[<prev] [next>] [<thread-prev] [thread-next>] [day] [month] [year] [list]
Message-Id: <1367702922-3236-7-git-send-email-rpazdera@redhat.com>
Date: Sat, 4 May 2013 23:28:39 +0200
From: Radek Pazdera <rpazdera@...hat.com>
To: linux-ext4@...r.kernel.org
Cc: lczerner@...hat.com, kasparek@....vutbr.cz,
Radek Pazdera <rpazdera@...hat.com>
Subject: [RFC 6/9] ext4: Adding itree implementation II - Inserting
This commit contains functions that are related to inserting entries
to the inode tree including the functions that handle the node splits.

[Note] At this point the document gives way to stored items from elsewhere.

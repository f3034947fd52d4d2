//! Configuration for simple-console.
//!
//! Settings are read from `~/.simple-console/config.toml`, or from the file
//! named by the `SIMPLE_CONSOLE_CONFIG` environment variable:
//!
//! ```toml
//! # Recovery when standard output is redirected
//! attach_parent = true
//! allocate = true
//!
//! # Log filter for the sconsole log file
//! log_level = "info"
//!
//! # Colors assumed when the console's own defaults cannot be read
//! [fallback]
//! foreground = "gray"
//! background = "black"
//! ```
//!
//! A missing or malformed file silently yields the defaults.

use std::fs;
use std::path::PathBuf;

use serde::{Deserialize, Serialize};
use thiserror::Error;

use crate::attributes::{Attributes, Color};
use crate::handle::FallbackPolicy;

/// Environment variable overriding the config file location
pub const CONFIG_ENV: &str = "SIMPLE_CONSOLE_CONFIG";

#[derive(Error, Debug)]
pub enum ConfigError {
    #[error("Failed to read config file '{path}': {source}")]
    Read {
        path: PathBuf,
        #[source]
        source: std::io::Error,
    },

    #[error("Failed to parse config: {0}")]
    Parse(#[from] toml::de::Error),

    #[error("Failed to serialize config: {0}")]
    Serialize(#[from] toml::ser::Error),
}

#[derive(Debug, Clone, PartialEq, Eq, Serialize, Deserialize)]
#[serde(default)]
pub struct ConsoleConfig {
    /// Attach to the parent's console when stdout is not one
    pub attach_parent: bool,
    /// Allocate a new console when attaching is not possible
    pub allocate: bool,
    pub log_level: String,
    pub fallback: FallbackColors,
}

impl Default for ConsoleConfig {
    fn default() -> Self {
        Self {
            attach_parent: true,
            allocate: true,
            log_level: "info".to_string(),
            fallback: FallbackColors::default(),
        }
    }
}

/// Default colors used when they cannot be read from the console
#[derive(Debug, Clone, Copy, PartialEq, Eq, Serialize, Deserialize)]
#[serde(default)]
pub struct FallbackColors {
    pub foreground: Color,
    pub background: Color,
}

impl Default for FallbackColors {
    fn default() -> Self {
        Self {
            foreground: Color::Gray,
            background: Color::Black,
        }
    }
}

impl ConsoleConfig {
    /// Load configuration from file, falling back to defaults
    pub fn load() -> Self {
        if let Some(path) = Self::config_path() {
            if path.exists() {
                match Self::from_file(&path) {
                    Ok(config) => return config,
                    Err(e) => tracing::warn!("Ignoring config: {}", e),
                }
            }
        }
        Self::default()
    }

    pub fn from_file(path: &std::path::Path) -> Result<Self, ConfigError> {
        let content = fs::read_to_string(path).map_err(|source| ConfigError::Read {
            path: path.to_path_buf(),
            source,
        })?;
        Self::from_toml_str(&content)
    }

    pub fn from_toml_str(content: &str) -> Result<Self, ConfigError> {
        Ok(toml::from_str(content)?)
    }

    pub fn to_toml_string(&self) -> Result<String, ConfigError> {
        Ok(toml::to_string_pretty(self)?)
    }

    /// Get config file path
    pub fn config_path() -> Option<PathBuf> {
        if let Some(path) = std::env::var_os(CONFIG_ENV) {
            return Some(PathBuf::from(path));
        }
        data_dir().map(|dir| dir.join("config.toml"))
    }

    pub fn fallback_policy(&self) -> FallbackPolicy {
        FallbackPolicy {
            attach_parent: self.attach_parent,
            allocate: self.allocate,
        }
    }

    pub fn fallback_attributes(&self) -> Attributes {
        Attributes::new(self.fallback.foreground, self.fallback.background)
    }
}

/// `~/.simple-console`, home taken from `USERPROFILE` or `HOME`
pub fn data_dir() -> Option<PathBuf> {
    std::env::var_os("USERPROFILE")
        .or_else(|| std::env::var_os("HOME"))
        .map(PathBuf::from)
        .map(|home| home.join(".simple-console"))
}

#[cfg(test)]
mod tests {
    use super::*;

    #[test]
    fn test_defaults_match_factory_console() {
        let config = ConsoleConfig::default();
        assert!(config.attach_parent);
        assert!(config.allocate);
        assert_eq!(config.fallback_attributes(), Attributes::FALLBACK);
        assert_eq!(config.fallback_policy(), FallbackPolicy::default());
    }

    #[test]
    fn test_partial_file_keeps_defaults() {
        let config = ConsoleConfig::from_toml_str("allocate = false\n").unwrap();
        assert!(config.attach_parent);
        assert!(!config.allocate);
        assert_eq!(config.log_level, "info");
        assert_eq!(config.fallback, FallbackColors::default());
    }

    #[test]
    fn test_fallback_colors_by_name() {
        let toml = r#"
            log_level = "debug"

            [fallback]
            foreground = "white"
            background = "dark-blue"
        "#;
        let config = ConsoleConfig::from_toml_str(toml).unwrap();
        assert_eq!(config.log_level, "debug");
        assert_eq!(
            config.fallback_attributes(),
            Attributes::new(Color::White, Color::DarkBlue)
        );
    }

    #[test]
    fn test_invalid_color_is_rejected() {
        let result = ConsoleConfig::from_toml_str("[fallback]\nforeground = \"purple\"\n");
        assert!(matches!(result, Err(ConfigError::Parse(_))));
    }

    #[test]
    fn test_serialized_config_reloads() {
        let mut config = ConsoleConfig::default();
        config.attach_parent = false;
        config.fallback.background = Color::DarkRed;

        let text = config.to_toml_string().unwrap();
        assert_eq!(ConsoleConfig::from_toml_str(&text).unwrap(), config);
    }
}
//! Console context
//!
//! `Console` owns a device plus the two pieces of cached state everything
//! depends on: the resolved output handle and the captured default colors.
//! Every operation resolves the handle first (once per context), color
//! mutations additionally make sure the default colors were captured, and
//! then the operation issues its device calls.
//!
//! The cached state lives in `OnceCell`, so a context is `!Sync`. Share one
//! across threads only behind a lock.

use tracing::{debug, warn};

use crate::attributes::{AttributeState, Attributes};
use crate::config::ConsoleConfig;
use crate::device::{ConsoleDevice, Coord, DeviceError, ScreenBufferInfo};
use crate::error::{ConsoleError, Result};
use crate::handle::{Acquisition, HandleManager};

/// Visible window size in cells
#[derive(Clone, Copy, Debug, PartialEq, Eq)]
pub struct ConsoleSize {
    pub width: i16,
    pub height: i16,
}

pub struct Console<D: ConsoleDevice> {
    device: D,
    handles: HandleManager<D::Handle>,
    attributes: AttributeState,
}

impl<D: ConsoleDevice> Console<D> {
    pub fn new(device: D) -> Self {
        Self::with_config(device, &ConsoleConfig::default())
    }

    pub fn with_config(device: D, config: &ConsoleConfig) -> Self {
        Self {
            device,
            handles: HandleManager::new(config.fallback_policy()),
            attributes: AttributeState::new(config.fallback_attributes()),
        }
    }

    pub fn device(&self) -> &D {
        &self.device
    }

    /// How the output handle was obtained; `None` until first use
    pub fn acquisition(&self) -> Option<Acquisition> {
        self.handles.acquisition()
    }

    /// The captured default colors; `None` until the first color change
    pub fn default_attributes(&self) -> Option<Attributes> {
        self.attributes.default_attributes()
    }

    fn handle(&self) -> Result<D::Handle> {
        self.handles
            .resolve(&self.device)
            .ok_or(ConsoleError::NoHandle)
    }

    fn buffer_info(&self, handle: D::Handle) -> Result<ScreenBufferInfo> {
        self.device
            .screen_buffer_info(handle)
            .map_err(ConsoleError::device("query screen buffer"))
    }

    /// Resolve the handle and capture the default colors before a mutation
    fn prepare_color_change(&self) -> Result<(D::Handle, Attributes)> {
        let handle = self.handles.resolve(&self.device);
        let default = self.attributes.ensure_captured(|| match handle {
            Some(h) => self.device.screen_buffer_info(h).map(|info| info.attributes),
            None => Err(DeviceError::Unsupported("reading colors without a handle")),
        });
        handle.map(|h| (h, default)).ok_or(ConsoleError::NoHandle)
    }

    fn write_attributes(&self, handle: D::Handle, attrs: Attributes) -> Result<()> {
        self.device
            .set_text_attribute(handle, attrs.bits())
            .map_err(ConsoleError::device("set text attributes"))
    }

    // Colors

    /// Write a full attribute word as is, device-specific high bits included
    pub fn set_color(&self, word: u16) -> Result<()> {
        let (handle, _) = self.prepare_color_change()?;
        self.write_attributes(handle, Attributes::from_bits(word))
    }

    /// Change the foreground (low 4 bits of `color`), keeping the background
    pub fn set_foreground(&self, color: u8) -> Result<()> {
        let (handle, _) = self.prepare_color_change()?;
        let current = Attributes::from_bits(self.buffer_info(handle)?.attributes);
        self.write_attributes(handle, current.with_foreground(color))
    }

    /// Change the background (low 4 bits of `color`), keeping the foreground
    pub fn set_background(&self, color: u8) -> Result<()> {
        let (handle, _) = self.prepare_color_change()?;
        let current = Attributes::from_bits(self.buffer_info(handle)?.attributes);
        self.write_attributes(handle, current.with_background(color))
    }

    /// Restore the colors the console had before the first change
    pub fn reset_color(&self) -> Result<()> {
        let (handle, default) = self.prepare_color_change()?;
        self.write_attributes(handle, default)
    }

    pub fn color(&self) -> Result<Attributes> {
        let handle = self.handle()?;
        Ok(Attributes::from_bits(self.buffer_info(handle)?.attributes))
    }

    // Cursor and geometry

    /// Move the cursor; range checking is left to the device
    pub fn set_cursor(&self, x: i16, y: i16) -> Result<()> {
        let handle = self.handle()?;
        self.device
            .set_cursor_position(handle, Coord::new(x, y))
            .map_err(ConsoleError::device("set cursor position"))
    }

    pub fn cursor_position(&self) -> Result<Coord> {
        let handle = self.handle()?;
        self.device
            .cursor_position(handle)
            .map_err(ConsoleError::device("query cursor position"))
    }

    pub fn cursor_x(&self) -> Result<i16> {
        self.cursor_position().map(|pos| pos.x)
    }

    pub fn cursor_y(&self) -> Result<i16> {
        self.cursor_position().map(|pos| pos.y)
    }

    /// Size of the visible window, not of the whole scrollback buffer
    pub fn size(&self) -> Result<ConsoleSize> {
        let handle = self.handle()?;
        let window = self.buffer_info(handle)?.window;
        Ok(ConsoleSize {
            width: window.width(),
            height: window.height(),
        })
    }

    pub fn width(&self) -> Result<i16> {
        self.size().map(|size| size.width)
    }

    pub fn height(&self) -> Result<i16> {
        self.size().map(|size| size.height)
    }

    // Clearing

    /// Blank the whole buffer with the current colors and home the cursor.
    ///
    /// Only the buffer query and the character fill can fail the call. The
    /// attribute fill and the final cursor move are best-effort.
    pub fn clear(&self) -> Result<()> {
        let handle = self.handle()?;
        let info = self.buffer_info(handle)?;
        let cells = info.cell_count();

        self.device
            .fill_character(handle, ' ', cells, Coord::ORIGIN)
            .map_err(ConsoleError::device("fill screen with blanks"))?;

        if let Err(e) = self.device.fill_attribute(handle, info.attributes, cells, Coord::ORIGIN) {
            warn!("Clear: attribute fill failed: {}", e);
        }
        if let Err(e) = self.device.set_cursor_position(handle, Coord::ORIGIN) {
            warn!("Clear: could not home cursor: {}", e);
        }

        debug!("Cleared {} cells", cells);
        Ok(())
    }

    /// Blank from the cursor to the end of its row; the cursor stays put.
    ///
    /// Same failure policy as `clear`.
    pub fn clear_line(&self) -> Result<()> {
        let handle = self.handle()?;
        let info = self.buffer_info(handle)?;
        let cursor = self
            .device
            .cursor_position(handle)
            .map_err(ConsoleError::device("query cursor position"))?;
        let cells = info.cells_to_line_end(cursor);

        self.device
            .fill_character(handle, ' ', cells, cursor)
            .map_err(ConsoleError::device("fill line with blanks"))?;

        if let Err(e) = self.device.fill_attribute(handle, info.attributes, cells, cursor) {
            warn!("Clear line: attribute fill failed: {}", e);
        }
        Ok(())
    }

    // Window and cursor appearance

    pub fn set_title(&self, title: &str) -> Result<()> {
        if title.is_empty() {
            return Err(ConsoleError::EmptyTitle);
        }
        self.device
            .set_title(title)
            .map_err(ConsoleError::device("set console title"))
    }

    /// Show or hide the cursor, keeping its size
    pub fn show_cursor(&self, visible: bool) -> Result<()> {
        let handle = self.handle()?;
        let mut info = self
            .device
            .cursor_info(handle)
            .map_err(ConsoleError::device("query cursor"))?;
        info.visible = visible;
        self.device
            .set_cursor_info(handle, info)
            .map_err(ConsoleError::device("set cursor visibility"))
    }

    /// Cursor visibility; reports visible when it cannot be determined
    pub fn is_cursor_visible(&self) -> bool {
        self.handle()
            .ok()
            .and_then(|handle| self.device.cursor_info(handle).ok())
            .map_or(true, |info| info.visible)
    }

    /// Whether output goes to a native interactive console
    pub fn has_real_console(&self) -> bool {
        self.handles.is_real_console(&self.device)
    }
}

impl<D: ConsoleDevice> Drop for Console<D> {
    fn drop(&mut self) {
        if self.handles.acquisition().map_or(false, Acquisition::owns_console) {
            debug!("Releasing console obtained by this context");
            if let Err(e) = self.device.free_console() {
                warn!("Failed to release console: {}", e);
            }
        }
    }
}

Signed-off-by: Radek Pazdera <rpazdera@...hat.com>
---
fs/ext4/namei.c | 617 ++++++++++++++++++++++++++++++++++++++++++++++++++++++++
1 file changed, 617 insertions(+)
diff --git a/fs/ext4/namei.c b/fs/ext4/namei.c
index 1ed4d68..fb4aaf9 100644
--- a/fs/ext4/namei.c
+++ b/fs/ext4/namei.c
@@ -332,6 +332,10 @@ static int itree_init(handle_t *handle, struct inode *dir,
struct dentry *entry, struct inode *inode,
ext4_fsblk_t *root_block);
+static int itree_add_entry(handle_t *handle, struct inode *dir,
+ ext4_fsblk_t root_blk, struct dentry *entry,
+ struct inode *inode, u32 hash);
+
static int itree_next_frame(struct inode *dir, u32 ino,
struct itree_frame *frames,
struct itree_frame *frame_in,
@@ -3682,6 +3686,68 @@ static struct itree_leaf_entry
itree_leaf_entry_get_len(le, blocksize));
}
+static struct itree_leaf_entry *make_space_before(struct itree_leaf_entry *le,
+ int blocksize)
+{
+ int min_len = itree_leaf_entry_min_len(le);
+ int rec_len = EXT4_DIR_REC_LEN(le->dirent.name_len);
+ int len = itree_leaf_entry_get_len(le, blocksize);
+ int new_rlen;
+
+ le->dirent.rec_len = ext4_rec_len_to_disk(rec_len, blocksize);
+ memmove((void *)le + len - min_len, le, min_len);
+
+ new_rlen = len - min_len - ITREE_LE_HEAD_LEN;
+ le->dirent.rec_len = ext4_rec_len_to_disk(new_rlen, blocksize);
+
+ return le;
+}
+
+static struct itree_leaf_entry *make_space_after(struct itree_leaf_entry *le,
+ int blocksize)
+{
+ struct itree_leaf_entry *new;
+ int len = itree_leaf_entry_get_len(le, blocksize);
+ int min_len = itree_leaf_entry_min_len(le);
+ int rec_len = EXT4_DIR_REC_LEN(le->dirent.name_len);
+ int new_rlen;
+
+ new = (struct itree_leaf_entry *)((void *)le + min_len);
+ le->dirent.rec_len = ext4_rec_len_to_disk(rec_len, blocksize);
+
+ new_rlen = len - min_len - ITREE_LE_HEAD_LEN;
+ new->dirent.rec_len = ext4_rec_len_to_disk(new_rlen, blocksize);
+ return new;
+}
+
+static int itree_insert_dentry(struct itree_key *key, struct dentry *dentry,
+ struct inode *inode, struct itree_leaf_entry *le,
+ int blocksize)
+{
+ struct itree_leaf_entry *new;
+ struct itree_key old_key;
+
+ itree_leaf_entry_get_key(le, &old_key);
+
+ new = le;
+ if (le->dirent.inode) {
+ if (itree_key_compare(key, &old_key) < 0)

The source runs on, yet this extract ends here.